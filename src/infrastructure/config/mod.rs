//! Configuration management

use std::path::PathBuf;

use figment::providers::{Env, Format, Serialized, Toml};
use figment::Figment;
use serde::{Deserialize, Serialize};

use crate::domain::error::{AppError, Result};

/// Default directory holding uploaded blobs and the history index.
pub const DEFAULT_DATA_DIR: &str = "./data";

/// Default number of uploads retained per owner.
pub const DEFAULT_MAX_HISTORY: usize = 5;

/// Default upload size limit (10 MiB).
pub const DEFAULT_MAX_UPLOAD_BYTES: u64 = 10 * 1024 * 1024;

/// Default tracing filter when `RUST_LOG` is unset.
pub const DEFAULT_LOG_FILTER: &str = "info";

/// Optional TOML file merged over the defaults.
pub const CONFIG_FILE: &str = "analytics.toml";

/// Environment prefix, e.g. `ANALYTICS_MAX_HISTORY=10`.
pub const ENV_PREFIX: &str = "ANALYTICS_";

#[derive(Debug, Clone, PartialEq, Serialize, Deserialize)]
pub struct AppConfig {
    pub data_dir: PathBuf,
    pub max_history: usize,
    pub max_upload_bytes: u64,
    pub log_filter: String,
}

impl Default for AppConfig {
    fn default() -> Self {
        Self {
            data_dir: PathBuf::from(DEFAULT_DATA_DIR),
            max_history: DEFAULT_MAX_HISTORY,
            max_upload_bytes: DEFAULT_MAX_UPLOAD_BYTES,
            log_filter: DEFAULT_LOG_FILTER.to_string(),
        }
    }
}

impl AppConfig {
    /// Load configuration: defaults, then `analytics.toml`, then `ANALYTICS_*`.
    pub fn load() -> Result<Self> {
        Self::from_figment(Self::figment())
    }

    pub fn figment() -> Figment {
        Figment::from(Serialized::defaults(AppConfig::default()))
            .merge(Toml::file(CONFIG_FILE))
            .merge(Env::prefixed(ENV_PREFIX))
    }

    pub fn from_figment(figment: Figment) -> Result<Self> {
        let config: AppConfig = figment
            .extract()
            .map_err(|e| AppError::ConfigError(e.to_string()))?;
        config.validate()?;
        Ok(config)
    }

    pub fn validate(&self) -> Result<()> {
        if self.max_history == 0 {
            return Err(AppError::ConfigError(
                "max_history must be at least 1".to_string(),
            ));
        }

        if self.max_upload_bytes == 0 {
            return Err(AppError::ConfigError(
                "max_upload_bytes must be greater than 0".to_string(),
            ));
        }

        if self.data_dir.as_os_str().is_empty() {
            return Err(AppError::ConfigError("data_dir cannot be empty".to_string()));
        }

        Ok(())
    }
}

#[cfg(test)]
mod tests {
    use super::*;
    use crate::domain::error::ErrorKind;

    fn defaults() -> Figment {
        Figment::from(Serialized::defaults(AppConfig::default()))
    }

    #[test]
    fn test_defaults() {
        let config = AppConfig::from_figment(defaults()).unwrap();
        assert_eq!(config, AppConfig::default());
        assert_eq!(config.max_history, 5);
        assert_eq!(config.max_upload_bytes, 10 * 1024 * 1024);
    }

    #[test]
    fn test_toml_overrides_defaults() {
        let figment = defaults().merge(Toml::string(
            r#"
            data_dir = "/var/lib/analytics"
            max_history = 3
            "#,
        ));
        let config = AppConfig::from_figment(figment).unwrap();

        assert_eq!(config.data_dir, PathBuf::from("/var/lib/analytics"));
        assert_eq!(config.max_history, 3);
        assert_eq!(config.log_filter, "info");
    }

    #[test]
    fn test_zero_history_is_rejected() {
        let figment = defaults().merge(Toml::string("max_history = 0"));
        let err = AppConfig::from_figment(figment).unwrap_err();
        assert_eq!(err.kind(), ErrorKind::Config);
    }

    #[test]
    fn test_malformed_value_is_config_error() {
        let figment = defaults().merge(Toml::string("max_upload_bytes = \"lots\""));
        let err = AppConfig::from_figment(figment).unwrap_err();
        assert_eq!(err.kind(), ErrorKind::Config);
    }
}
use std::future::Future;
use std::path::Path;
use std::str::FromStr;
use std::sync::{Mutex, MutexGuard};
use std::time::Duration;

use chrono::DateTime;
use sqlx::sqlite::{
    SqliteConnectOptions, SqliteJournalMode, SqlitePool, SqlitePoolOptions, SqliteRow,
    SqliteSynchronous,
};
use sqlx::FromRow;
use tokio::runtime::{Handle, Runtime};
use tracing::{debug, warn};
use uuid::Uuid;

use crate::domain::error::{AppError, Result};
use crate::domain::summary::{CategoryCount, Summary};
use crate::domain::upload::{BlobRef, OwnerId, UploadRecord};

/// Persistence for upload records.
///
/// `list_by_owner` returns records oldest-first by `uploaded_at`.
pub trait HistoryRepository: Send + Sync {
    fn insert(&self, record: &UploadRecord) -> Result<()>;

    fn list_by_owner(&self, owner: &OwnerId) -> Result<Vec<UploadRecord>>;

    fn get(&self, id: Uuid) -> Result<UploadRecord>;

    /// Remove a record. Removing an unknown id is a no-op.
    fn remove(&self, id: Uuid) -> Result<()>;
}

fn lock_poisoned() -> AppError {
    AppError::StorageError("History lock poisoned".to_string())
}

fn not_found(id: Uuid) -> AppError {
    AppError::NotFound(format!("Upload record not found: {}", id))
}

fn owned_oldest_first(records: &[UploadRecord], owner: &OwnerId) -> Vec<UploadRecord> {
    let mut owned: Vec<UploadRecord> = records
        .iter()
        .filter(|record| &record.owner == owner)
        .cloned()
        .collect();
    owned.sort_by_key(|record| record.uploaded_at);
    owned
}

// ============================================================
// IN-MEMORY REPOSITORY
// ============================================================

#[derive(Default)]
pub struct MemoryHistoryRepository {
    records: Mutex<Vec<UploadRecord>>,
}

impl MemoryHistoryRepository {
    pub fn new() -> Self {
        Self::default()
    }

    fn lock(&self) -> Result<MutexGuard<'_, Vec<UploadRecord>>> {
        self.records.lock().map_err(|_| lock_poisoned())
    }
}

impl HistoryRepository for MemoryHistoryRepository {
    fn insert(&self, record: &UploadRecord) -> Result<()> {
        self.lock()?.push(record.clone());
        Ok(())
    }

    fn list_by_owner(&self, owner: &OwnerId) -> Result<Vec<UploadRecord>> {
        Ok(owned_oldest_first(&self.lock()?, owner))
    }

    fn get(&self, id: Uuid) -> Result<UploadRecord> {
        self.lock()?
            .iter()
            .find(|record| record.id == id)
            .cloned()
            .ok_or_else(|| not_found(id))
    }

    fn remove(&self, id: Uuid) -> Result<()> {
        self.lock()?.retain(|record| record.id != id);
        Ok(())
    }
}

// ============================================================
// SQLITE REPOSITORY
// ============================================================

const CREATE_UPLOADS_TABLE: &str = "CREATE TABLE IF NOT EXISTS uploads (
    id TEXT PRIMARY KEY NOT NULL,
    owner TEXT NOT NULL,
    file_reference TEXT NOT NULL,
    dataset_filename TEXT NOT NULL,
    uploaded_secs INTEGER NOT NULL,
    uploaded_nanos INTEGER NOT NULL,
    total_count INTEGER NOT NULL,
    average_flowrate REAL NOT NULL,
    average_pressure REAL NOT NULL,
    average_temperature REAL NOT NULL,
    distribution_json TEXT NOT NULL
)";

const CREATE_OWNER_INDEX: &str = "CREATE INDEX IF NOT EXISTS idx_uploads_owner
    ON uploads (owner, uploaded_secs, uploaded_nanos)";

const SELECT_COLUMNS: &str = "SELECT id, owner, file_reference, dataset_filename, uploaded_secs,
    uploaded_nanos, total_count, average_flowrate, average_pressure, average_temperature,
    distribution_json FROM uploads";

/// Repository keeping one SQLite row per upload record.
///
/// The API is synchronous; queries run on a private runtime. Call it from a
/// plain thread or from `spawn_blocking`, never directly inside an async task.
/// A row that no longer decodes is skipped when listing, so one bad record
/// never hides the rest of the history.
pub struct SqliteHistoryRepository {
    pool: SqlitePool,
    runtime: Option<Runtime>,
}

impl SqliteHistoryRepository {
    pub fn open(db_path: &Path) -> Result<Self> {
        let runtime = tokio::runtime::Builder::new_multi_thread()
            .worker_threads(1)
            .thread_name("history-db")
            .enable_all()
            .build()
            .map_err(|e| AppError::StorageError(format!("Failed to start history runtime: {e}")))?;

        let db_url = db_path_to_url(db_path)?;
        let options = SqliteConnectOptions::from_str(&db_url)
            .map_err(|e| AppError::StorageError(format!("Failed to parse history DB URL: {e}")))?
            .create_if_missing(true)
            .journal_mode(SqliteJournalMode::Wal)
            .synchronous(SqliteSynchronous::Normal)
            .busy_timeout(Duration::from_secs(5));

        let pool = runtime.block_on(async {
            let pool = SqlitePoolOptions::new()
                .max_connections(4)
                .acquire_timeout(Duration::from_secs(5))
                .connect_with(options)
                .await
                .map_err(|e| AppError::StorageError(format!("Failed to connect history DB: {e}")))?;

            for statement in [CREATE_UPLOADS_TABLE, CREATE_OWNER_INDEX] {
                sqlx::query(statement).execute(&pool).await.map_err(|e| {
                    AppError::StorageError(format!("Failed to prepare history schema: {e}"))
                })?;
            }
            Ok::<_, AppError>(pool)
        })?;

        debug!(path = %db_path.display(), "Opened history database");

        Ok(Self {
            pool,
            runtime: Some(runtime),
        })
    }

    fn block_on<F: Future>(&self, future: F) -> Result<F::Output> {
        let runtime = self
            .runtime
            .as_ref()
            .ok_or_else(|| AppError::Internal("History runtime already shut down".to_string()))?;
        Ok(runtime.block_on(future))
    }
}

impl Drop for SqliteHistoryRepository {
    fn drop(&mut self) {
        if let Some(runtime) = self.runtime.take() {
            if Handle::try_current().is_err() {
                runtime.block_on(self.pool.close());
            }
            runtime.shutdown_background();
        }
    }
}

impl HistoryRepository for SqliteHistoryRepository {
    fn insert(&self, record: &UploadRecord) -> Result<()> {
        let distribution_json = serde_json::to_string(&record.summary.distribution)?;
        let total_count = i64::try_from(record.summary.total_count).map_err(|_| {
            AppError::StorageError(format!(
                "Row count out of range: {}",
                record.summary.total_count
            ))
        })?;

        self.block_on(
            sqlx::query(
                "INSERT INTO uploads (id, owner, file_reference, dataset_filename, uploaded_secs,
                 uploaded_nanos, total_count, average_flowrate, average_pressure,
                 average_temperature, distribution_json)
                 VALUES (?, ?, ?, ?, ?, ?, ?, ?, ?, ?, ?)",
            )
            .bind(record.id.to_string())
            .bind(record.owner.as_str())
            .bind(record.file_reference.as_str())
            .bind(&record.dataset_filename)
            .bind(record.uploaded_at.timestamp())
            .bind(i64::from(record.uploaded_at.timestamp_subsec_nanos()))
            .bind(total_count)
            .bind(record.summary.average_flowrate)
            .bind(record.summary.average_pressure)
            .bind(record.summary.average_temperature)
            .bind(distribution_json)
            .execute(&self.pool),
        )?
        .map_err(|e| AppError::StorageError(format!("Failed to insert upload record: {e}")))?;

        Ok(())
    }

    fn list_by_owner(&self, owner: &OwnerId) -> Result<Vec<UploadRecord>> {
        let rows = self
            .block_on(
                sqlx::query(&format!(
                    "{SELECT_COLUMNS} WHERE owner = ? ORDER BY uploaded_secs, uploaded_nanos"
                ))
                .bind(owner.as_str())
                .fetch_all(&self.pool),
            )?
            .map_err(|e| AppError::StorageError(format!("Failed to list upload records: {e}")))?;

        let mut records = Vec::with_capacity(rows.len());
        for row in rows {
            match decode_row(&row) {
                Ok(record) => records.push(record),
                Err(e) => warn!(owner = %owner, error = %e, "Skipping unreadable upload record"),
            }
        }
        Ok(records)
    }

    fn get(&self, id: Uuid) -> Result<UploadRecord> {
        let row = self
            .block_on(
                sqlx::query(&format!("{SELECT_COLUMNS} WHERE id = ?"))
                    .bind(id.to_string())
                    .fetch_optional(&self.pool),
            )?
            .map_err(|e| AppError::StorageError(format!("Failed to fetch upload record: {e}")))?;

        match row {
            Some(row) => decode_row(&row),
            None => Err(not_found(id)),
        }
    }

    fn remove(&self, id: Uuid) -> Result<()> {
        self.block_on(
            sqlx::query("DELETE FROM uploads WHERE id = ?")
                .bind(id.to_string())
                .execute(&self.pool),
        )?
        .map_err(|e| AppError::StorageError(format!("Failed to delete upload record: {e}")))?;

        Ok(())
    }
}

fn db_path_to_url(db_path: &Path) -> Result<String> {
    let db_path_str = db_path.to_str().ok_or_else(|| {
        AppError::StorageError("History database path is not valid UTF-8".to_string())
    })?;
    Ok(format!("sqlite://{}", db_path_str.replace('\\', "/")))
}

#[derive(sqlx::FromRow)]
struct UploadRecordEntity {
    id: String,
    owner: String,
    file_reference: String,
    dataset_filename: String,
    uploaded_secs: i64,
    uploaded_nanos: i64,
    total_count: i64,
    average_flowrate: f64,
    average_pressure: f64,
    average_temperature: f64,
    distribution_json: String,
}

fn decode_row(row: &SqliteRow) -> Result<UploadRecord> {
    let entity = UploadRecordEntity::from_row(row)
        .map_err(|e| AppError::StorageError(format!("Failed to read upload record: {e}")))?;
    UploadRecord::try_from(entity)
}

impl TryFrom<UploadRecordEntity> for UploadRecord {
    type Error = AppError;

    fn try_from(entity: UploadRecordEntity) -> Result<Self> {
        let corrupt = |what: &str| {
            AppError::StorageError(format!("Upload record {} has invalid {what}", entity.id))
        };

        let id = Uuid::parse_str(&entity.id).map_err(|_| corrupt("id"))?;
        let nanos = u32::try_from(entity.uploaded_nanos).map_err(|_| corrupt("timestamp"))?;
        let uploaded_at =
            DateTime::from_timestamp(entity.uploaded_secs, nanos).ok_or_else(|| corrupt("timestamp"))?;
        let total_count = u64::try_from(entity.total_count).map_err(|_| corrupt("row count"))?;
        let distribution: Vec<CategoryCount> =
            serde_json::from_str(&entity.distribution_json).map_err(|_| corrupt("distribution"))?;

        Ok(Self {
            id,
            owner: OwnerId::new(entity.owner),
            file_reference: BlobRef::new(entity.file_reference),
            dataset_filename: entity.dataset_filename,
            uploaded_at,
            summary: Summary {
                total_count,
                average_flowrate: entity.average_flowrate,
                average_pressure: entity.average_pressure,
                average_temperature: entity.average_temperature,
                distribution,
            },
        })
    }
}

- - - -

Say how many lines of the entries above include the string "CategoryCount", giving the number and nothing else.

2